Les enjeux budgétaires liés au droit communautaire de l'environnement
Rapport d'information du sénat n° 342 (2005-2006) de Mme Fabienne KELLER, fait au nom de la commission des finances, déposé le 10 mai 2006
Le constat : faute d'appliquer correctement le droit communautaire de l'environnement, la France s'expose à des pénalités financières importantes
- Le droit communautaire de l'environnement : un poids considérable - 85 % du droit de l'environnement français a une origine communautaire il a un impact important sur le budget de l'écologie : en 2006, la mise en oeuvre de Natura 2000 mobilise 40 millions d'euros en autorisations d'engagement et 25,4 millions d'euros en crédits de paiement ; dans le secteur de la politique de l'eau, la mise en place des directives communautaires représente près de 40 % des moyens d'engagement des agences de l'eau sur la période 2003-2006 (3,2 milliards d'euros).
- La Commission européenne a les moyens de le faire appliquer. Par exemple pour ne pas avoir exécuté un premier arrêt de la CJCE datant de 1991, dans une affaire de pêche de « poissons sous taille », la France a été condamnée à payer à la fois une somme forfaitaire de 20 millions d'euros et une astreinte de 57,8 millions d'euros par période de 6 mois : une somme répartie entre 5 ministères... (arrêt du 12 juillet 2005)
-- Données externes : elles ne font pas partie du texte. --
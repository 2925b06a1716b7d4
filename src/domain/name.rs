//! Name value object.

use super::errors::ValidationError;
use serde::{Deserialize, Deserializer, Serialize, Serializer};
use std::fmt;

/// A contact name, the unique key of a record in the address book.
///
/// The name is stored exactly as given; it only has to contain something
/// other than whitespace.
///
/// # Example
///
/// ```
/// use address_book::domain::Name;
///
/// let name = Name::new("Alice").unwrap();
/// assert_eq!(name.as_str(), "Alice");
/// ```
#[derive(Debug, Clone, PartialEq, Eq, Hash)]
pub struct Name(String);

impl Name {
    /// Create a new Name, validating that it's not blank.
    ///
    /// # Errors
    ///
    /// Returns `ValidationError::EmptyName` if the name is empty or whitespace.
    pub fn new(name: impl Into<String>) -> Result<Self, ValidationError> {
        let name = name.into();
        if name.trim().is_empty() {
            return Err(ValidationError::EmptyName);
        }
        Ok(Self(name))
    }

    /// Get the name as a string slice.
    pub fn as_str(&self) -> &str {
        &self.0
    }

    /// Convert into the underlying String.
    pub fn into_inner(self) -> String {
        self.0
    }
}

impl Serialize for Name {
    fn serialize<S>(&self, serializer: S) -> Result<S::Ok, S::Error>
    where
        S: Serializer,
    {
        self.0.serialize(serializer)
    }
}

impl<'de> Deserialize<'de> for Name {
    fn deserialize<D>(deserializer: D) -> Result<Self, D::Error>
    where
        D: Deserializer<'de>,
    {
        let s = String::deserialize(deserializer)?;
        Name::new(s).map_err(serde::de::Error::custom)
    }
}

impl fmt::Display for Name {
    fn fmt(&self, f: &mut fmt::Formatter<'_>) -> fmt::Result {
        write!(f, "{}", self.0)
    }
}

#[cfg(test)]
mod tests {
    use super::*;

    #[test]
    fn test_name_valid() {
        let name = Name::new("Alice").unwrap();
        assert_eq!(name.as_str(), "Alice");
        assert_eq!(name.into_inner(), "Alice");
    }

    #[test]
    fn test_name_rejects_blank() {
        assert_eq!(Name::new(""), Err(ValidationError::EmptyName));
        assert_eq!(Name::new("   "), Err(ValidationError::EmptyName));
    }

    #[test]
    fn test_name_is_not_trimmed() {
        let name = Name::new(" Bob ").unwrap();
        assert_eq!(name.as_str(), " Bob ");
    }

    #[test]
    fn test_name_serialization() {
        let name = Name::new("Alice").unwrap();
        assert_eq!(serde_json::to_string(&name).unwrap(), "\"Alice\"");
    }

    #[test]
    fn test_name_deserialization_empty_fails() {
        let result: Result<Name, _> = serde_json::from_str("\"\"");
        assert!(result.is_err());
    }
}
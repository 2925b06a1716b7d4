//! Domain validation errors.

use std::fmt;

/// Errors that can occur during domain value object validation.
#[derive(Debug, Clone, PartialEq, Eq)]
pub enum ValidationError {
    /// The provided contact name is empty.
    EmptyName,

    /// The provided phone number is not exactly ten digits.
    InvalidPhone(String),

    /// The provided birthday is not a valid `DD.MM.YYYY` date.
    InvalidBirthday(String),
}

impl fmt::Display for ValidationError {
    fn fmt(&self, f: &mut fmt::Formatter<'_>) -> fmt::Result {
        match self {
            Self::EmptyName => write!(f, "Contact name cannot be empty"),
            Self::InvalidPhone(phone) => {
                write!(f, "Invalid phone number: {}. Phone number must be 10 digits", phone)
            }
            Self::InvalidBirthday(raw) => write!(
                f,
                "Invalid birthday: {}. Please enter it in format DD.MM.YYYY",
                raw
            ),
        }
    }
}

impl std::error::Error for ValidationError {}
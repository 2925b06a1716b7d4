//! Record model representing one contact in the address book.

use crate::domain::{Birthday, Name, Phone, ValidationError};
use serde::{Deserialize, Serialize};
use std::fmt;

/// Result of trying to set a record's birthday.
///
/// Setting a birthday never fails: a bad value is reported back through
/// [`BirthdayOutcome::Rejected`] and the previous birthday is kept.
#[derive(Debug, Clone, PartialEq, Eq)]
pub enum BirthdayOutcome {
    /// The birthday was parsed and stored.
    Updated { name: Name, birthday: Birthday },

    /// The input could not be parsed as `DD.MM.YYYY`.
    Rejected { input: String },
}

impl BirthdayOutcome {
    /// Whether the birthday was stored.
    pub fn is_updated(&self) -> bool {
        matches!(self, Self::Updated { .. })
    }
}

impl fmt::Display for BirthdayOutcome {
    fn fmt(&self, f: &mut fmt::Formatter<'_>) -> fmt::Result {
        match self {
            Self::Updated { name, birthday } => {
                write!(f, "Birthday of {} is {}.", name, birthday)
            }
            Self::Rejected { input } => write!(
                f,
                "Wrong data for birthday {}. Please enter it in format DD.MM.YYYY",
                input
            ),
        }
    }
}

/// A contact: a name, an ordered list of phone numbers and an optional
/// birthday.
#[derive(Debug, Clone, PartialEq, Eq, Serialize, Deserialize)]
pub struct Record {
    name: Name,

    #[serde(default)]
    phones: Vec<Phone>,

    #[serde(default, skip_serializing_if = "Option::is_none")]
    birthday: Option<Birthday>,
}

impl Record {
    /// Create a record with no phones and no birthday.
    pub fn new(name: Name) -> Self {
        Self {
            name,
            phones: Vec::new(),
            birthday: None,
        }
    }

    /// Create a record and try to set its birthday.
    ///
    /// The record is created even when the birthday is rejected.
    pub fn with_birthday(name: Name, birthday: &str) -> (Self, BirthdayOutcome) {
        let mut record = Self::new(name);
        let outcome = record.set_birthday(birthday);
        (record, outcome)
    }

    pub fn name(&self) -> &Name {
        &self.name
    }

    pub fn phones(&self) -> &[Phone] {
        &self.phones
    }

    pub fn birthday(&self) -> Option<Birthday> {
        self.birthday
    }

    /// Parse and store a birthday given as `DD.MM.YYYY`.
    ///
    /// Parse failures are swallowed into the returned outcome, unlike
    /// [`Record::add_phone`] which propagates its validation error.
    pub fn set_birthday(&mut self, raw: &str) -> BirthdayOutcome {
        match Birthday::parse(raw) {
            Ok(birthday) => {
                self.birthday = Some(birthday);
                BirthdayOutcome::Updated {
                    name: self.name.clone(),
                    birthday,
                }
            }
            Err(_) => BirthdayOutcome::Rejected {
                input: raw.to_string(),
            },
        }
    }

    /// Human-readable description of the known (or unknown) birthday.
    pub fn describe_birthday(&self) -> String {
        match self.birthday {
            Some(birthday) => format!("Birthday of {} is {}", self.name, birthday),
            None => format!("We don't know birthday of {}", self.name),
        }
    }

    /// Validate and append a phone number.
    pub fn add_phone(&mut self, raw: &str) -> Result<(), ValidationError> {
        self.phones.push(Phone::new(raw)?);
        Ok(())
    }

    /// Remove the first phone equal to `raw`.
    ///
    /// Returns `false` (and changes nothing) when no phone matches.
    pub fn remove_phone(&mut self, raw: &str) -> bool {
        match self.phones.iter().position(|p| p.as_str() == raw) {
            Some(index) => {
                self.phones.remove(index);
                true
            }
            None => false,
        }
    }

    /// Replace the first phone equal to `old` with `new`, keeping its position.
    ///
    /// `new` is validated before the lookup, so an invalid replacement is
    /// rejected even when `old` is absent. Returns `Ok(false)` when no phone
    /// matches `old`.
    pub fn edit_phone(&mut self, old: &str, new: &str) -> Result<bool, ValidationError> {
        let replacement = Phone::new(new)?;

        match self.phones.iter_mut().find(|p| p.as_str() == old) {
            Some(phone) => {
                *phone = replacement;
                Ok(true)
            }
            None => Ok(false),
        }
    }

    /// Phones joined with `sep`.
    pub fn phones_joined(&self, sep: &str) -> String {
        self.phones
            .iter()
            .map(Phone::as_str)
            .collect::<Vec<_>>()
            .join(sep)
    }

    /// One-line summary used when listing the whole book.
    pub fn summary_line(&self) -> String {
        let birthday = self
            .birthday
            .map(|b| b.to_string())
            .unwrap_or_else(|| "None".to_string());
        format!(
            "Name: {}, Phones: {}, Birthday: {}",
            self.name,
            self.phones_joined(", "),
            birthday
        )
    }
}

impl fmt::Display for Record {
    fn fmt(&self, f: &mut fmt::Formatter<'_>) -> fmt::Result {
        write!(
            f,
            "Contact name: {}, phones: {}",
            self.name,
            self.phones_joined("; ")
        )
    }
}
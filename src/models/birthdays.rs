//! Weekly birthday report.

use chrono::Weekday;
use std::fmt;

/// Full English name of a weekday.
pub fn weekday_name(weekday: Weekday) -> &'static str {
    match weekday {
        Weekday::Mon => "Monday",
        Weekday::Tue => "Tuesday",
        Weekday::Wed => "Wednesday",
        Weekday::Thu => "Thursday",
        Weekday::Fri => "Friday",
        Weekday::Sat => "Saturday",
        Weekday::Sun => "Sunday",
    }
}

/// Weekday a birthday is reported under. Weekends move to Monday.
pub fn reporting_weekday(weekday: Weekday) -> Weekday {
    match weekday {
        Weekday::Sat | Weekday::Sun => Weekday::Mon,
        other => other,
    }
}

/// Contact names with a birthday in the coming week, grouped by weekday.
///
/// Buckets appear in the order their first contact was added; names inside
/// a bucket keep address book order.
#[derive(Debug, Clone, Default, PartialEq, Eq)]
pub struct UpcomingBirthdays {
    buckets: Vec<(Weekday, Vec<String>)>,
}

impl UpcomingBirthdays {
    pub fn new() -> Self {
        Self::default()
    }

    /// Append `name` to the bucket for `weekday`, creating it if needed.
    pub fn push(&mut self, weekday: Weekday, name: impl Into<String>) {
        let name = name.into();
        match self.buckets.iter_mut().find(|(day, _)| *day == weekday) {
            Some((_, names)) => names.push(name),
            None => self.buckets.push((weekday, vec![name])),
        }
    }

    /// Names reported under `weekday`, if any.
    pub fn get(&self, weekday: Weekday) -> Option<&[String]> {
        self.buckets
            .iter()
            .find(|(day, _)| *day == weekday)
            .map(|(_, names)| names.as_slice())
    }

    pub fn is_empty(&self) -> bool {
        self.buckets.is_empty()
    }

    /// Total number of contacts across all buckets.
    pub fn len(&self) -> usize {
        self.buckets.iter().map(|(_, names)| names.len()).sum()
    }

    pub fn iter(&self) -> impl Iterator<Item = (Weekday, &[String])> {
        self.buckets
            .iter()
            .map(|(day, names)| (*day, names.as_slice()))
    }
}

impl fmt::Display for UpcomingBirthdays {
    fn fmt(&self, f: &mut fmt::Formatter<'_>) -> fmt::Result {
        let lines: Vec<String> = self
            .iter()
            .map(|(day, names)| format!("{}: {}", weekday_name(day), names.join(", ")))
            .collect();
        write!(f, "{}", lines.join("\n"))
    }
}
//! Parsing of input lines into commands.

use crate::error::{CommandError, CommandResult};

/// A parsed user command with its arguments.
#[derive(Debug, Clone, PartialEq, Eq)]
pub enum Command {
    Hello,
    Help,
    Add {
        name: String,
        phone: String,
        birthday: Option<String>,
    },
    Find {
        name: String,
    },
    Remove {
        name: String,
    },
    All,
    AddPhone {
        name: String,
        phone: String,
    },
    EditPhone {
        name: String,
        old_phone: String,
        new_phone: String,
    },
    RemovePhone {
        name: String,
        phone: String,
    },
    AddBirthday {
        name: String,
        birthday: String,
    },
    ShowBirthday {
        name: String,
    },
    Birthdays,
    Exit,
}

/// Command names with their usage, in the order shown by `help`.
pub const USAGE: &[(&str, &str)] = &[
    ("hello", "hello"),
    ("add", "add <name> <phone> [DD.MM.YYYY]"),
    ("find", "find <name>"),
    ("remove", "remove <name>"),
    ("all", "all"),
    ("addphone", "addphone <name> <phone>"),
    ("editphone", "editphone <name> <old phone> <new phone>"),
    ("remove_phone", "remove_phone <name> <phone>"),
    ("addbirthday", "addbirthday <name> <DD.MM.YYYY>"),
    ("show_birthday", "show_birthday <name>"),
    ("birthdays", "birthdays"),
    ("help", "help"),
    ("exit", "exit | close"),
];

fn usage(command: &'static str) -> &'static str {
    USAGE
        .iter()
        .find(|(name, _)| *name == command)
        .map(|(_, usage)| *usage)
        .unwrap_or(command)
}

/// Positional arguments of one command.
struct Args<'a> {
    command: &'static str,
    values: Vec<&'a str>,
}

impl<'a> Args<'a> {
    fn required(&self, index: usize) -> CommandResult<String> {
        self.values
            .get(index)
            .map(|v| v.to_string())
            .ok_or(CommandError::MissingArguments {
                command: self.command,
                usage: usage(self.command),
            })
    }

    fn optional(&self, index: usize) -> Option<String> {
        self.values.get(index).map(|v| v.to_string())
    }
}

impl Command {
    /// Parse one input line.
    ///
    /// Words are separated by whitespace and the command word is
    /// case-insensitive. Returns `Ok(None)` for a blank line. Extra
    /// arguments are ignored.
    pub fn parse(line: &str) -> CommandResult<Option<Command>> {
        let mut words = line.split_whitespace();
        let Some(first) = words.next() else {
            return Ok(None);
        };
        let word = first.to_lowercase();
        let values: Vec<&str> = words.collect();

        let args = |command: &'static str| Args {
            command,
            values: values.clone(),
        };

        let command = match word.as_str() {
            "hello" => Command::Hello,
            "help" => Command::Help,
            "all" => Command::All,
            "birthdays" => Command::Birthdays,
            "exit" | "close" => Command::Exit,
            "add" => {
                let a = args("add");
                Command::Add {
                    name: a.required(0)?,
                    phone: a.required(1)?,
                    birthday: a.optional(2),
                }
            }
            "find" => Command::Find {
                name: args("find").required(0)?,
            },
            "remove" => Command::Remove {
                name: args("remove").required(0)?,
            },
            "addphone" => {
                let a = args("addphone");
                Command::AddPhone {
                    name: a.required(0)?,
                    phone: a.required(1)?,
                }
            }
            "editphone" => {
                let a = args("editphone");
                Command::EditPhone {
                    name: a.required(0)?,
                    old_phone: a.required(1)?,
                    new_phone: a.required(2)?,
                }
            }
            "remove_phone" | "removephone" => {
                let a = args("remove_phone");
                Command::RemovePhone {
                    name: a.required(0)?,
                    phone: a.required(1)?,
                }
            }
            "addbirthday" => {
                let a = args("addbirthday");
                Command::AddBirthday {
                    name: a.required(0)?,
                    birthday: a.required(1)?,
                }
            }
            "show_birthday" | "showbirthday" => Command::ShowBirthday {
                name: args("show_birthday").required(0)?,
            },
            _ => return Err(CommandError::UnknownCommand(first.to_string())),
        };

        Ok(Some(command))
    }
}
- La pression sur les Etats membres, notamment financière, s'est accrue
- La France est dans une situation difficile, en 2004, la France a été l'Etat le plus condamné pour manquement, l'environnement étant l'un des secteurs les plus porteurs de contentieux ;
La sénatrice Fabienne Keller fait 11 propositions pour remédier aux insuffisances actuelles :
Sensibiliser les agents publics et développer l'évaluation
1) sensibiliser davantage les agents publics à l'importance du droit communautaire dans le domaine de l'environnement et accroître, de manière générale, leur « culture communautaire » ;
2) dès le départ et tout au long de la procédure d'élaboration de la législation communautaire, réaliser des études d'impact, non seulement juridiques mais également budgétaires et organisationnelles - pour l'Etat comme pour les collectivités territoriales - afin de disposer d'une vision claire des enjeux et des difficultés éventuelles ;
3) en aval, développer systématiquement une analyse coûts/bénéfices des mesures communautaires dans le domaine de l'environnement, afin d'apprécier pleinement les effets de la législation communautaire dans ce domaine et d'en tirer les conséquences ;
Faire coïncider le temps national et les exigences communautaires
4) se saisir très en amont, dès les livres verts et les livres blancs, des propositions de la Commission, afin de peser réellement sur le cours des débats ;
5) adapter les modalités de transposition des directives, afin d'utiliser pleinement le délai de transposition et de banaliser les transpositions de directives ;
Renforcer l'analyse politique des projets de législation, en resserrant les liens entre les institutions
6) conforter la place du Parlement national au sein du processus d'élaboration des textes communautaires, en demandant, par exemple, à chaque ministre de présenter systématiquement les enjeux des propositions de législation communautaire devant la commission compétente et/ou la délégation pour l'Union européenne ;
7) renforcer les relations entre le gouvernement, le Parlement national et le Parlement européen, afin d'établir de véritables relations de travail entre ces trois acteurs, ce que la présence du siège du Parlement européen sur le territoire national devrait favoriser ;
8) associer davantage au processus d'élaboration de la législation communautaire les collectivités territoriales, qui supportent de nombreux coûts résultant de dispositions communautaires dans le domaine de l'environnement : le Sénat, représentant des collectivités territoriales, devrait jouer un rôle majeur en la matière ;
Revoir l'organisation actuelle pour assurer une application effective et rapide du droit communautaire de l'environnement
9) renforcer la coordination interministérielle, tant au niveau de la transposition des directives que de l'application des mesures communautaires : dans un contexte de dépendance du ministère de l'écologie et du développement durable vis-à-vis des services d'autres ministères, cet élément est essentiel pour atteindre l'objectif d'appliquer pleinement le droit communautaire ;
10) simplifier l'organisation des polices de l'environnement, aujourd'hui très éclatées ;
11) assurer, dans le cadre de la mise en oeuvre de la loi organique du 1er août 2001 relative aux lois de finances (LOLF), un suivi systématique des actions entreprises par le ministère de l'écologie et du développement durable pour traiter les dossiers faisant l'objet de litiges.